The US economy is once again leading the world, outperforming every other Western economy – and most in the world outside.
But two of its bellwether companies – Coca-Cola and McDonald's – most assuredly are not.
These are two of the small number of companies – in the pre-digital age anyway – that most observers felt had cracked it. Their first mover status in their respective markets, backed by huge marketing and advertising budgets, had made them seemingly impregnable.
But now both are reeling from flat sales and falling profits, hitherto unheard of for either, whatever their other difficulties.

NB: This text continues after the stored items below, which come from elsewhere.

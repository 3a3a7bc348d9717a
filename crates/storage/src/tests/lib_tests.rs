use super::*;

fn sample_project(name: &str, user_id: Option<UserId>) -> NewProject {
    NewProject {
        user_id,
        name: name.to_string(),
        description: "Topic cluster for spring launch".to_string(),
        category: "blog".to_string(),
        keywords: vec!["seo automation".to_string(), "content marketing".to_string()],
        location: "US".to_string(),
        content_goal: 12,
        timeline: "3 months".to_string(),
        template: Some("blog".to_string()),
        tags: Vec::new(),
    }
}

#[tokio::test]
async fn health_check_succeeds_for_live_pool() {
    let storage = Storage::new("sqlite::memory:").await.expect("db");
    storage.health_check().await.expect("health check");
}

#[tokio::test]
async fn session_slot_round_trips_and_clears() {
    let storage = Storage::new("sqlite::memory:").await.expect("db");
    assert!(storage.load_session_blob().await.expect("load").is_none());

    storage
        .save_session_blob(r#"{"name":"first"}"#)
        .await
        .expect("save");
    storage
        .save_session_blob(r#"{"name":"second"}"#)
        .await
        .expect("overwrite");
    assert_eq!(
        storage.load_session_blob().await.expect("load").as_deref(),
        Some(r#"{"name":"second"}"#)
    );

    assert!(storage.clear_session().await.expect("clear"));
    assert!(!storage.clear_session().await.expect("clear twice"));
    assert!(storage.load_session_blob().await.expect("load").is_none());
}

#[tokio::test]
async fn inserts_and_reads_back_projects() {
    let storage = Storage::new("sqlite::memory:").await.expect("db");
    let created = storage
        .insert_project(&sample_project("Spring launch", Some(UserId(1))))
        .await
        .expect("insert");
    assert_eq!(created.status, ProjectStatus::Active);
    assert_eq!(created.content_count, 0);

    let loaded = storage
        .get_project(created.id)
        .await
        .expect("get")
        .expect("some project");
    assert_eq!(loaded.name, "Spring launch");
    assert_eq!(loaded.keywords.len(), 2);
    assert_eq!(loaded.template.as_deref(), Some("blog"));
    assert_eq!(loaded.user_id, Some(UserId(1)));
}

#[tokio::test]
async fn lists_projects_per_owner() {
    let storage = Storage::new("sqlite::memory:").await.expect("db");
    storage
        .insert_project(&sample_project("Mine", Some(UserId(1))))
        .await
        .expect("insert");
    storage
        .insert_project(&sample_project("Theirs", Some(UserId(2))))
        .await
        .expect("insert");

    let mine = storage.list_projects(Some(UserId(1))).await.expect("list");
    assert_eq!(mine.len(), 1);
    assert_eq!(mine[0].name, "Mine");

    let all = storage.list_projects(None).await.expect("list all");
    assert_eq!(all.len(), 2);
}

#[tokio::test]
async fn updates_status_and_counters() {
    let storage = Storage::new("sqlite::memory:").await.expect("db");
    let project = storage
        .insert_project(&sample_project("Counter", None))
        .await
        .expect("insert");

    assert!(storage
        .update_project_status(project.id, ProjectStatus::Paused)
        .await
        .expect("status"));
    assert!(storage
        .increment_content_count(project.id)
        .await
        .expect("increment"));

    let loaded = storage
        .get_project(project.id)
        .await
        .expect("get")
        .expect("some project");
    assert_eq!(loaded.status, ProjectStatus::Paused);
    assert_eq!(loaded.content_count, 1);

    assert!(!storage
        .update_project_status(ProjectId(9999), ProjectStatus::Completed)
        .await
        .expect("missing project"));
}

#[tokio::test]
async fn deletes_projects() {
    let storage = Storage::new("sqlite::memory:").await.expect("db");
    let project = storage
        .insert_project(&sample_project("Doomed", None))
        .await
        .expect("insert");
    assert!(storage.delete_project(project.id).await.expect("delete"));
    assert!(storage.get_project(project.id).await.expect("get").is_none());
}

#[tokio::test]
async fn creates_database_file_when_missing() {
    let suffix = std::time::SystemTime::now()
        .duration_since(std::time::UNIX_EPOCH)
        .expect("clock")
        .as_nanos();
    let temp_root = std::env::temp_dir().join(format!("seo_studio_storage_test_{suffix}"));
    let db_path = temp_root.join("nested").join("storage.db");
    let database_url = format!("sqlite://{}", db_path.to_string_lossy().replace('\\', "/"));

    let storage = Storage::new(&database_url).await.expect("db");
    drop(storage);

    assert!(
        db_path.exists(),
        "database file should exist: {}",
        db_path.display()
    );

    std::fs::remove_dir_all(temp_root).expect("cleanup");
}

#[test]
fn memory_urls_have_no_file_path() {
    assert!(sqlite_path("sqlite::memory:").is_none());
    assert_eq!(
        sqlite_path("sqlite://./data/app.db?mode=rwc"),
        Some(PathBuf::from("./data/app.db"))
    );
}
pub mod domain;
pub mod error;
pub mod protocol;

#[cfg(test)]
#[path = "tests/lib_tests.rs"]
mod tests;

And, in the UK at least, their prospects may be about to get worse as the Labour Party, still the most likely to form a government following the May General Election, plots a ban on TV ads for "unhealthy" products before the so-called 9pm "watershed". This assumes that kids still go to bed before 9pm, of course, and don't watch programmes on their multifarious devices.
While the commercial fortunes of Coke and McDonald's are product-related – people are turning away from mass-produced foods and sugary drinks – they also show how changes in the world of marketing and advertising have affected some huge global brands.
Time was when the likes of Coca-Cola and McDonald's could dominate markets by seeming to be the biggest brands out there. If you watched TV, which most people around the world with access to a set did, the only game in town seemed to be Coca-Cola or McDonald's.
TV ads were only available on a relatively small number of channels, which tended to be the ones with the highest ratings/biggest audiences, and Coca-Cola and McDonald's ads were inescapable. Both companies spent a much bigger proportion of their annual revenues on marketing than most companies – and it showed.
Coke, some readers might recall, averred that "I'd Like To Teach The World To Sing" in a famous 1970s ad from the McCann Erickson agency that seemed to sum up its global ambition and influence.
"Coca-Cola Diplomacy" became shorthand for the growth of American power and influence around the world. Back in the 1950s, when McDonald's rose to prominence (Coke had been around since the turn of that century), the US secretary of state (foreign secretary equivalent) at the peak of the Cold War was a former Procter & Gamble executive, purveyors of Ivory soap and Tide washing powder among others and another marketing giant.
Things don't change that much. Wendy Clark, Coke's marketing supremo in North America, has just taken leave of absence from the company to help Hillary Clinton with her bid for the Democratic nomination in the forthcoming presidential round. But the status of some of these hitherto mighty companies has.
In part, this is because the rules of marketing have changed. You can no longer tell consumers what to do via your dominance of paid-for advertising media. There's ad media all over the place – most notably "free" video such as YouTube and its imitators – alongside the huge influence of social media like Facebook and Twitter, where what consumers really think actually matters. And is, largely, out of the control of even the companies with the biggest marketing budgets.
Coke and McDonald's are trying. McDonald's has recently set about revamping its US operations and image with the help of newly appointed ad agency Leo Burnett. But it's still sticking with its largely unloved slogan "I'm Lovin' It", showing, once again, that big companies find it really difficult to change in big ways.
Coke's latest wheeze is the launch of Fairlife "super-nutritious" milk, which the company describes as the "premiumisation of milk". Will consumers fall for this one?
Back in the day – in the 1970s, for example – they might have done. Will the Facebook and Twitter generation take the world's most famous fizzy drink's advice about milk?
There's clearly more work to do before these marketing giants regain their crowns. If they ever do.